Additional Opportunities to Advance Health Equity Among SPDs

In addition to CalAIM initiatives, other actions can be taken to promote health equity for all Medi-Cal enrollees, including those who are SPDs. Following are examples of efforts underway in California as well as other activities for consideration that can inform other states in promoting health equity for this population.

Consider health equity accreditation for MCPs.  Ensuring uniform care standards across all health plans can help set the foundation for promoting health equity. California will require that all Medi-Cal managed care plans obtain Health Plan Accreditation from the National Committee for Quality Assurance (NCQA) by January 2026. The goal of this accreditation is to streamline Medi-Cal managed care plan oversight and increase standardization across plans.
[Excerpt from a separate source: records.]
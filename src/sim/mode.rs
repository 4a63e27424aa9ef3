//! Game modes and their value sequences

use serde::{Deserialize, Serialize};

/// Which content a level plays
#[derive(Debug, Clone, Copy, PartialEq, Eq, Hash, Serialize, Deserialize)]
pub enum GameMode {
    Alphabet,
    Numbers,
    /// Lower-case letters
    Clcase,
    Shapes,
    Colors,
}

impl GameMode {
    pub const ALL: [GameMode; 5] = [
        GameMode::Alphabet,
        GameMode::Numbers,
        GameMode::Clcase,
        GameMode::Shapes,
        GameMode::Colors,
    ];

    pub fn as_str(&self) -> &'static str {
        match self {
            GameMode::Alphabet => "alphabet",
            GameMode::Numbers => "numbers",
            GameMode::Clcase => "clcase",
            GameMode::Shapes => "shapes",
            GameMode::Colors => "colors",
        }
    }

    pub fn from_str(s: &str) -> Option<Self> {
        match s.to_lowercase().as_str() {
            "alphabet" | "abc" => Some(GameMode::Alphabet),
            "numbers" | "123" => Some(GameMode::Numbers),
            "clcase" => Some(GameMode::Clcase),
            "shapes" => Some(GameMode::Shapes),
            "colors" => Some(GameMode::Colors),
            _ => None,
        }
    }

    /// Ordered targets for the group modes; colors mode has none
    pub fn sequence(&self) -> Vec<String> {
        match self {
            GameMode::Alphabet => ('A'..='Z').map(String::from).collect(),
            GameMode::Numbers => (1..=10).map(|n| n.to_string()).collect(),
            GameMode::Clcase => ('a'..='z').map(String::from).collect(),
            GameMode::Shapes => ["Circle", "Square", "Triangle", "Rectangle", "Pentagon"]
                .into_iter()
                .map(String::from)
                .collect(),
            GameMode::Colors => Vec::new(),
        }
    }

    /// What is actually drawn for a value
    pub fn display_value<'a>(&self, value: &'a str) -> &'a str {
        match (self, value) {
            (GameMode::Clcase, "a") => "α",
            _ => value,
        }
    }

    /// Word handed to the speech collaborator
    pub fn spoken_word(&self, value: &str) -> String {
        match self {
            GameMode::Numbers => number_word(value)
                .map(String::from)
                .unwrap_or_else(|| value.to_string()),
            _ => value.to_lowercase(),
        }
    }

    /// Fall speed multiplier applied at spawn
    pub fn fall_speed_scale(&self) -> f32 {
        match self {
            GameMode::Numbers => 1.2,
            _ => 1.0,
        }
    }
}

fn number_word(value: &str) -> Option<&'static str> {
    Some(match value {
        "1" => "one",
        "2" => "two",
        "3" => "three",
        "4" => "four",
        "5" => "five",
        "6" => "six",
        "7" => "seven",
        "8" => "eight",
        "9" => "nine",
        "10" => "ten",
        _ => return None,
    })
}

#[cfg(test)]
mod tests {
    use super::*;

    #[test]
    fn test_sequences() {
        assert_eq!(GameMode::Alphabet.sequence().len(), 26);
        assert_eq!(GameMode::Numbers.sequence().last().map(String::as_str), Some("10"));
        assert_eq!(GameMode::Shapes.sequence()[0], "Circle");
        assert!(GameMode::Colors.sequence().is_empty());
    }

    #[test]
    fn test_display_and_speech() {
        assert_eq!(GameMode::Clcase.display_value("a"), "α");
        assert_eq!(GameMode::Clcase.display_value("b"), "b");
        assert_eq!(GameMode::Alphabet.display_value("a"), "a");
        assert_eq!(GameMode::Numbers.spoken_word("7"), "seven");
        assert_eq!(GameMode::Shapes.spoken_word("Circle"), "circle");
    }

    #[test]
    fn test_round_trip_names() {
        for mode in GameMode::ALL {
            assert_eq!(GameMode::from_str(mode.as_str()), Some(mode));
        }
    }
}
MCPs may also consider NCQA’s Health Equity Accreditation to ensure they are doing everything possible to provide equitable care for all Medi-Cal enrollees, particularly populations such as SPDs who are more likely to have complex health and social needs.

Implement more robust data reporting to identify, monitor, and remediate health and social disparities. As older adults and people with disabilities encounter many changes through CalAIM, it is a logical time for state agencies and MCPs to improve data collection to ensure that programs can consistently analyze, identify, and measure disparities in care related to race, ethnicity, sexual orientation and gender identity, disability, geography and other social factors. While racial disparities have long been documented in health outcomes and acute care utilization, less is known about the extent of disparities in access to long-term services and supports, home- and community-based services, and other social services that allow older adults and people with disabilities to live in the setting of their choice. As the state implements the Institutional LTC Carve-in, ECM, Community Supports, and aligned Dual Eligible Special Needs Plans, it is an opportune time to ensure plans and providers collect more accurate data on racial and ethnic disparities related to: (1) transition to new programs; (2) ongoing access to needed services; and (3) impacts these new programs have on health and well-being of SPDs.

Identify opportunities to involve SPDs in designing and refining programs. Meaningfully improving health equity will require more than simply data collection, but will also require regular monitoring, analysis of data, and incorporating the input and voices of SPDs who use these services to design system improvements.